Active efflux of bile acids in Lactobacillus reuteri CRL 1098

BUSTOS, A. Y.; FONT DE VALDEZ, G.; RAYA, R.; TARANTO, M. P.

Congreso; VII Congreso Argentino de Microbiología General (SAMIGE); 2011

Bile acids are powerful detergents which disorganizes the lipid bilayer structure of cellular membranes. One of the main factors involved in bile tolerance in Gram-negative bacteria, which are inherently more resistant to bile than, are efflux pumps that remove bile that gets through the outer membrane. The defenses mechanism of Gram-positive bacteria against bile, however, is still poorly understood. The lactic acid bacteria Lactobacillus (L.) reuteri, a member of the intestinal microbiota currently used as probiotic, showed a significant degree of resistance to the toxic action of bile acids (BA). We show in this work the presence of an active efflux of BA in the L. reuteri CRL 1098 strain and study whether the exporting mechanism is a primary transport mediated by ATP or by proton motive force (PMF). Everted vesicles of CRL 1098, prepared from stationary cells by disruption with several passages through a French pressure, were incubated for 20 min at 37 ºC in the presence of 2 mM conjugated and free BA [taurocholic (TCA) and cholic (CA) acids, respectively]. The experiments were carryied out at pH 5.2 and 6.5, using not energized vesicles, energized vesicles with 5 mM ATP, or deenergized vesicles (5 mM ATP plus 1 mM sodium vanadate or nigericine).
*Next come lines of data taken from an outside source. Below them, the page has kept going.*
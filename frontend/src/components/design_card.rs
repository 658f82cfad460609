use shared::{AdminDesignCard, DesignCard};
use yew::prelude::*;

#[derive(Properties, PartialEq)]
pub struct DesignCardProps {
    pub card: DesignCard,
}

#[function_component(DesignCardView)]
pub fn design_card_view(props: &DesignCardProps) -> Html {
    let card = &props.card;
    html! {
        <div class="design-card">
            <img src={card.image_url.clone()} alt={card.title.clone()} class="design-image" />
            <div class="design-details">
                <div class="design-price">{&card.formatted_price}</div>
                <h3>{&card.title}</h3>
                <p class="design-meta">{&card.wait_time}</p>
                <p>{&card.description}</p>
                <a href={card.booking_link.clone()} class="btn btn-primary btn-block">{"Book Fitting"}</a>
            </div>
        </div>
    }
}

#[derive(Properties, PartialEq)]
pub struct AdminDesignCardProps {
    pub card: AdminDesignCard,
    pub on_delete: Callback<i64>,
}

/// Catalog card on the dashboard, with a delete button
#[function_component(AdminDesignCardView)]
pub fn admin_design_card_view(props: &AdminDesignCardProps) -> Html {
    let card = &props.card;
    let on_click = {
        let on_delete = props.on_delete.clone();
        let id = card.id;
        Callback::from(move |_: MouseEvent| on_delete.emit(id))
    };

    html! {
        <div class="design-card">
            <div class="design-thumb">
                <img src={card.image_url.clone()} alt={card.title.clone()} />
            </div>
            <div class="design-details">
                <h4>{&card.title}</h4>
                <p>{&card.summary}</p>
                <button onclick={on_click} class="btn btn-outline btn-danger">{"Delete"}</button>
            </div>
        </div>
    }
}
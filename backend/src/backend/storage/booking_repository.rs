//! # Booking Repository
//!
//! Stores fitting appointments as a JSON array under the `tailor_bookings` key.
//! Records are append-only; this repository never updates or deletes.
//! Stored entries that no longer parse as `Booking` are kept on every write
//! and still hold their slot.

use anyhow::Result;
use chrono::{SecondsFormat, Utc};
use log::info;
use shared::{Booking, BookingStatus};
use std::sync::Arc;

use super::collection::{append_record, load_collection, load_raw, max_raw_id, raw_str};
use super::id_generator::IdGenerator;
use super::sink::mirror_to_sink;
use super::traits::{BookingStorage, ExternalSink, KeyValueStore};
use super::BOOKINGS_KEY;
use crate::backend::domain::commands::NewBooking;

#[derive(Clone)]
pub struct BookingRepository {
    store: Arc<dyn KeyValueStore>,
    sink: Option<Arc<dyn ExternalSink>>,
    ids: Arc<IdGenerator>,
}

impl BookingRepository {
    pub fn new(
        store: Arc<dyn KeyValueStore>,
        sink: Option<Arc<dyn ExternalSink>>,
        ids: Arc<IdGenerator>,
    ) -> Self {
        Self { store, sink, ids }
    }
}

impl BookingStorage for BookingRepository {
    fn list_bookings(&self) -> Vec<Booking> {
        load_collection(self.store.as_ref(), BOOKINGS_KEY)
    }

    fn booked_times(&self, date: &str) -> Vec<String> {
        load_raw(self.store.as_ref(), BOOKINGS_KEY)
            .iter()
            .filter(|value| raw_str(value, "booking_date").map(str::trim) == Some(date))
            .filter_map(|value| raw_str(value, "booking_time"))
            .map(|time| time.trim().to_string())
            .collect()
    }

    fn create_booking(&self, booking: NewBooking) -> Result<Booking> {
        let mut stored = load_raw(self.store.as_ref(), BOOKINGS_KEY);

        let created = Booking {
            id: self.ids.next_id(max_raw_id(&stored)),
            design_id: booking.design_id,
            customer_name: booking.customer_name,
            customer_mobile: booking.customer_mobile,
            booking_date: booking.booking_date,
            booking_time: booking.booking_time,
            status: BookingStatus::Confirmed,
            created_at: Utc::now().to_rfc3339_opts(SecondsFormat::Millis, true),
        };

        append_record(self.store.as_ref(), BOOKINGS_KEY, &mut stored, &created)?;
        info!(
            "Stored booking {} for {} at {}",
            created.id, created.booking_date, created.booking_time
        );

        mirror_to_sink(self.sink.as_ref(), "bookings", &created);
        Ok(created)
    }
}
In independent experiments, a proton gradient was generated trough the cell membrane (value of inside pH of 5.2 and outside pH of 6.5; and inversely). Remaining BA in the supernatant of samples removed after several times of incubation were determined by HPLC. Results showed that there was an ATP-dependent accumulation of BA in L. reuteri CRL 1098: both acids (CA and TCA) were incorporated by active transport and reached the maximum accumulation at 15 min (about 3 mM/mg protein). However, a small fraction of the CA was also able to diffuse passively through the vesicular membranes, even in the absence of ATP. These observations could be explained by differences in the pKa of both acids. The unconjugated BA, CA, has a pKa value of 5.5, so a significant portion of these compounds exists in lipophilic, uncharged forms, and should be able to traverse the lipid bilayer domains of the outer membrane. On the contrary, TCA, with a pKa value of 1.5, is a strong acid and is completely decoupled at the pHs tested, and, therefore, cannot diffuse freely across membranes. To our knowledge, our results are the first evidence of an active efflux of bile acid in lactic acid bacteria.